Pritchard acknowledged that whatever trade he agrees to will have a significant impact on the rest of the roster for next season. Jeff Teague, an Indianapolis native, is a free agent and could decide to not re-sign with the Pacers if George is traded for future draft picks and inexperienced players that will force a rebuild.
“Jeff has been terrific for us,” Pritchard said. “There’s a lot of scenarios where we’d like to bring him back, some that we may not. Jeff has indicated that he likes it here. We’re open to that possibility.”
If no trade is made this summer, George, according to a source, would still be comfortable playing out the final year of his contract next season for the Pacers. George respects Pritchard, former team president Larry Bird and coach Nate McMillan.
When asked about the fans’ anger at George, Pritchard said he understood their emotions and why many who support the Pacers don’t want to see George play another game in the team’s uniform.
“You’ve got to get past mad,” Pritchard said. “He has his own perspective of the situation and I tried to see that through his eyes.

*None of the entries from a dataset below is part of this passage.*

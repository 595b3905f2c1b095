//! AI completion client abstraction.
//!
//! The healing engine only ever talks to a [`ChatCompletionClient`]: a
//! chat-completions style API taking role-tagged messages and returning a
//! list of choices. Concrete providers live in submodules; tests use
//! [`MockChatClient`], which replays a script of replies and records every
//! request it receives.
//!
//! # Example
//!
//! ```rust,ignore
//! use kintsugi::llm::{ChatCompletionClient, ChatCompletionRequest, ChatMessage};
//!
//! let request = ChatCompletionRequest::new("gpt-4o", vec![ChatMessage::user("Hello")]);
//! let response = client.create_chat_completion(request).await?;
//! println!("{}", response.first_content().unwrap_or_default());
//! ```

pub mod fatal;
pub mod openai;

pub use fatal::{FatalErrorClassifier, ProviderFatalClassifier};
pub use openai::{OpenAiCompatibleClient, ProviderApiError};

use anyhow::Result;
use async_trait::async_trait;
use serde::{Deserialize, Serialize};
use std::collections::VecDeque;
use std::sync::atomic::{AtomicU32, Ordering};
use std::sync::Mutex;

// =============================================================================
// Wire Types
// =============================================================================

/// Author of a chat message.
#[derive(Debug, Clone, Copy, PartialEq, Eq, Serialize, Deserialize)]
#[serde(rename_all = "lowercase")]
pub enum Role {
    System,
    User,
    Assistant,
}

/// A single role-tagged message.
#[derive(Debug, Clone, PartialEq, Eq, Serialize, Deserialize)]
pub struct ChatMessage {
    pub role: Role,
    pub content: String,
}

impl ChatMessage {
    pub fn system(content: impl Into<String>) -> Self {
        Self {
            role: Role::System,
            content: content.into(),
        }
    }

    pub fn user(content: impl Into<String>) -> Self {
        Self {
            role: Role::User,
            content: content.into(),
        }
    }

    pub fn assistant(content: impl Into<String>) -> Self {
        Self {
            role: Role::Assistant,
            content: content.into(),
        }
    }
}

/// Requested shape of the model's reply.
#[derive(Debug, Clone, Copy, PartialEq, Eq, Serialize, Deserialize)]
#[serde(tag = "type", rename_all = "snake_case")]
pub enum ResponseFormat {
    Text,
    JsonObject,
}

/// Request body for a chat completion.
#[derive(Debug, Clone, Serialize)]
pub struct ChatCompletionRequest {
    pub model: String,
    pub temperature: f32,
    pub messages: Vec<ChatMessage>,
    #[serde(skip_serializing_if = "Option::is_none")]
    pub response_format: Option<ResponseFormat>,
}

impl ChatCompletionRequest {
    pub fn new(model: impl Into<String>, messages: Vec<ChatMessage>) -> Self {
        Self {
            model: model.into(),
            temperature: 0.2,
            messages,
            response_format: None,
        }
    }

    #[must_use]
    pub fn with_temperature(mut self, temperature: f32) -> Self {
        self.temperature = temperature;
        self
    }

    #[must_use]
    pub fn with_response_format(mut self, format: ResponseFormat) -> Self {
        self.response_format = Some(format);
        self
    }
}

/// Message payload inside a choice. Providers may send `null` content.
#[derive(Debug, Clone, Default, PartialEq, Eq, Serialize, Deserialize)]
pub struct ChoiceMessage {
    #[serde(default)]
    pub content: Option<String>,
}

/// One completion alternative.
#[derive(Debug, Clone, PartialEq, Eq, Serialize, Deserialize)]
pub struct Choice {
    pub message: ChoiceMessage,
}

/// Response from a chat completion.
#[derive(Debug, Clone, Default, PartialEq, Eq, Serialize, Deserialize)]
pub struct ChatCompletionResponse {
    #[serde(default)]
    pub choices: Vec<Choice>,
}

impl ChatCompletionResponse {
    /// Build a single-choice response.
    pub fn with_content(content: impl Into<String>) -> Self {
        Self {
            choices: vec![Choice {
                message: ChoiceMessage {
                    content: Some(content.into()),
                },
            }],
        }
    }

    /// Content of the first choice, if any choice was returned.
    ///
    /// A choice with `null` content yields an empty string.
    #[must_use]
    pub fn first_content(&self) -> Option<&str> {
        self.choices
            .first()
            .map(|c| c.message.content.as_deref().unwrap_or_default())
    }
}

// =============================================================================
// Client Trait
// =============================================================================

/// Abstraction for chat-completion providers.
///
/// Object-safe and `Send + Sync` so the engine can hold an
/// `Arc<dyn ChatCompletionClient>`. Transport-level retries and timeouts are
/// the implementation's responsibility.
#[async_trait]
pub trait ChatCompletionClient: Send + Sync {
    /// Send a chat completion request.
    ///
    /// # Errors
    ///
    /// Returns an error if the provider is unreachable, rejects the request,
    /// or replies with something that is not a completion response.
    async fn create_chat_completion(
        &self,
        request: ChatCompletionRequest,
    ) -> Result<ChatCompletionResponse>;

    /// Model identifier sent with each request.
    fn model_name(&self) -> &str;

    /// Whether the provider handles multi-turn, tool-style exchanges.
    ///
    /// Providers that don't are driven with a single-shot completion.
    fn supports_multi_turn(&self) -> bool {
        true
    }
}

// =============================================================================
// LLM Configuration
// =============================================================================

/// Configuration for the completion provider.
///
/// # Example settings.json
///
/// ```json
/// {
///   "llm": {
///     "provider": "openai",
///     "model": "gpt-4o",
///     "apiKeyEnv": "OPENAI_API_KEY"
///   }
/// }
/// ```
#[derive(Debug, Clone, Serialize, Deserialize)]
#[serde(rename_all = "camelCase")]
pub struct LlmConfig {
    /// Valid values: "openai", "local".
    #[serde(default = "default_provider")]
    pub provider: String,

    #[serde(default = "default_model")]
    pub model: String,

    #[serde(default = "default_temperature")]
    pub temperature: f32,

    #[serde(default = "default_api_key_env")]
    pub api_key_env: String,

    /// Base URL; defaults depend on the provider.
    #[serde(default)]
    pub api_base: Option<String>,

    #[serde(default = "default_timeout_secs")]
    pub timeout_secs: u64,

    /// Let the model request extra files before answering.
    #[serde(default = "default_agentic")]
    pub agentic: bool,

    #[serde(default = "default_max_agentic_iterations")]
    pub max_agentic_iterations: u32,
}

/// Providers understood by [`create_client`].
pub const VALID_PROVIDERS: &[&str] = &["openai", "local"];

fn default_provider() -> String {
    "openai".to_string()
}

fn default_model() -> String {
    "gpt-4o".to_string()
}

fn default_temperature() -> f32 {
    0.2
}

fn default_api_key_env() -> String {
    "OPENAI_API_KEY".to_string()
}

fn default_timeout_secs() -> u64 {
    120
}

fn default_agentic() -> bool {
    true
}

fn default_max_agentic_iterations() -> u32 {
    crate::agentic::DEFAULT_MAX_ITERATIONS
}

impl Default for LlmConfig {
    fn default() -> Self {
        Self {
            provider: default_provider(),
            model: default_model(),
            temperature: default_temperature(),
            api_key_env: default_api_key_env(),
            api_base: None,
            timeout_secs: default_timeout_secs(),
            agentic: default_agentic(),
            max_agentic_iterations: default_max_agentic_iterations(),
        }
    }
}

impl LlmConfig {
    pub fn validate(&self) -> std::result::Result<(), String> {
        if !VALID_PROVIDERS.contains(&self.provider.as_str()) {
            return Err(format!(
                "Invalid provider '{}'. Valid options: {}",
                self.provider,
                VALID_PROVIDERS.join(", ")
            ));
        }

        if self.model.trim().is_empty() {
            return Err("Model name must not be empty".to_string());
        }

        if !(0.0..=2.0).contains(&self.temperature) {
            return Err(format!(
                "Temperature {} is out of range (0.0 - 2.0)",
                self.temperature
            ));
        }

        if self.max_agentic_iterations == 0 {
            return Err("maxAgenticIterations must be at least 1".to_string());
        }

        Ok(())
    }
}

/// Build a client for the configured provider.
pub fn create_client(config: &LlmConfig) -> Result<Box<dyn ChatCompletionClient>> {
    config.validate().map_err(|e| anyhow::anyhow!("{}", e))?;

    let client = match config.provider.as_str() {
        "openai" => OpenAiCompatibleClient::new(&config.model),
        "local" => OpenAiCompatibleClient::local(&config.model),
        other => anyhow::bail!(
            "Unknown provider '{}'. Valid options: {}",
            other,
            VALID_PROVIDERS.join(", ")
        ),
    };

    let mut client = client
        .with_api_key_env(&config.api_key_env)
        .with_timeout(config.timeout_secs);
    if let Some(ref base) = config.api_base {
        client = client.with_api_base(base);
    }

    Ok(Box::new(client))
}

// =============================================================================
// Mock Client
// =============================================================================

/// One scripted reply for [`MockChatClient`].
#[derive(Debug, Clone)]
pub enum MockReply {
    /// A single choice with this content.
    Content(String),
    /// A response with zero choices.
    NoChoices,
    /// A non-fatal transport error.
    Error(String),
    /// A provider quota error (fatal to the healing loop).
    Quota(String),
}

/// Mock chat client for testing.
///
/// Replays scripted replies in order and records every request. Once the
/// script runs out, the last reply is repeated.
///
/// # Example
///
/// ```rust,ignore
/// let client = MockChatClient::new()
///     .with_reply("first")
///     .with_reply("second");
/// ```
#[derive(Debug)]
pub struct MockChatClient {
    model: String,
    multi_turn: bool,
    script: Mutex<VecDeque<MockReply>>,
    last: Mutex<Option<MockReply>>,
    requests: Mutex<Vec<ChatCompletionRequest>>,
    call_count: AtomicU32,
}

impl Default for MockChatClient {
    fn default() -> Self {
        Self {
            model: "mock-llm".to_string(),
            multi_turn: true,
            script: Mutex::new(VecDeque::new()),
            last: Mutex::new(None),
            requests: Mutex::new(Vec::new()),
            call_count: AtomicU32::new(0),
        }
    }
}

impl MockChatClient {
    #[must_use]
    pub fn new() -> Self {
        Self::default()
    }

    /// Queue a reply with the given content.
    #[must_use]
    pub fn with_reply(self, content: &str) -> Self {
        self.with_scripted(MockReply::Content(content.to_string()))
    }

    /// Queue an arbitrary scripted reply.
    #[must_use]
    pub fn with_scripted(self, reply: MockReply) -> Self {
        lock(&self.script).push_back(reply);
        self
    }

    #[must_use]
    pub fn with_model_name(mut self, name: &str) -> Self {
        self.model = name.to_string();
        self
    }

    #[must_use]
    pub fn with_multi_turn(mut self, supported: bool) -> Self {
        self.multi_turn = supported;
        self
    }

    /// Number of completion calls made so far.
    pub fn call_count(&self) -> u32 {
        self.call_count.load(Ordering::SeqCst)
    }

    /// Copies of every request received, in order.
    pub fn requests(&self) -> Vec<ChatCompletionRequest> {
        lock(&self.requests).clone()
    }

    fn next_reply(&self) -> Option<MockReply> {
        let next = lock(&self.script).pop_front();
        let mut last = lock(&self.last);
        match next {
            Some(reply) => {
                *last = Some(reply.clone());
                Some(reply)
            }
            None => last.clone(),
        }
    }
}

fn lock<T>(mutex: &Mutex<T>) -> std::sync::MutexGuard<'_, T> {
    mutex.lock().unwrap_or_else(std::sync::PoisonError::into_inner)
}

#[async_trait]
impl ChatCompletionClient for MockChatClient {
    async fn create_chat_completion(
        &self,
        request: ChatCompletionRequest,
    ) -> Result<ChatCompletionResponse> {
        self.call_count.fetch_add(1, Ordering::SeqCst);
        lock(&self.requests).push(request);

        match self.next_reply() {
            Some(MockReply::Content(content)) => Ok(ChatCompletionResponse::with_content(content)),
            Some(MockReply::NoChoices) => Ok(ChatCompletionResponse::default()),
            Some(MockReply::Error(message)) => anyhow::bail!("{}", message),
            Some(MockReply::Quota(message)) => {
                Err(anyhow::Error::new(ProviderApiError::QuotaExceeded { message }))
            }
            None => anyhow::bail!("MockChatClient has no scripted reply"),
        }
    }

    fn model_name(&self) -> &str {
        &self.model
    }

    fn supports_multi_turn(&self) -> bool {
        self.multi_turn
    }
}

I can be empathetic because he wants to go back home, or potentially go back home. But I have to get past mad because we will make good decisions around here if we’re methodical. We didn’t put ourselves in it; he did. I know he likes Indiana. I don’t think it’s that. It’s not ideal for us, but we have to do what’s best for our organization.”
In a move to alleviate fears of some fans who expect the worst — that George may still be on the roster by the start of next season — Pritchard emphasized that he will continue to evaluate the Pacers’ offers to find the best one to move George.
“We could pull the trigger,” he said, “at any time.”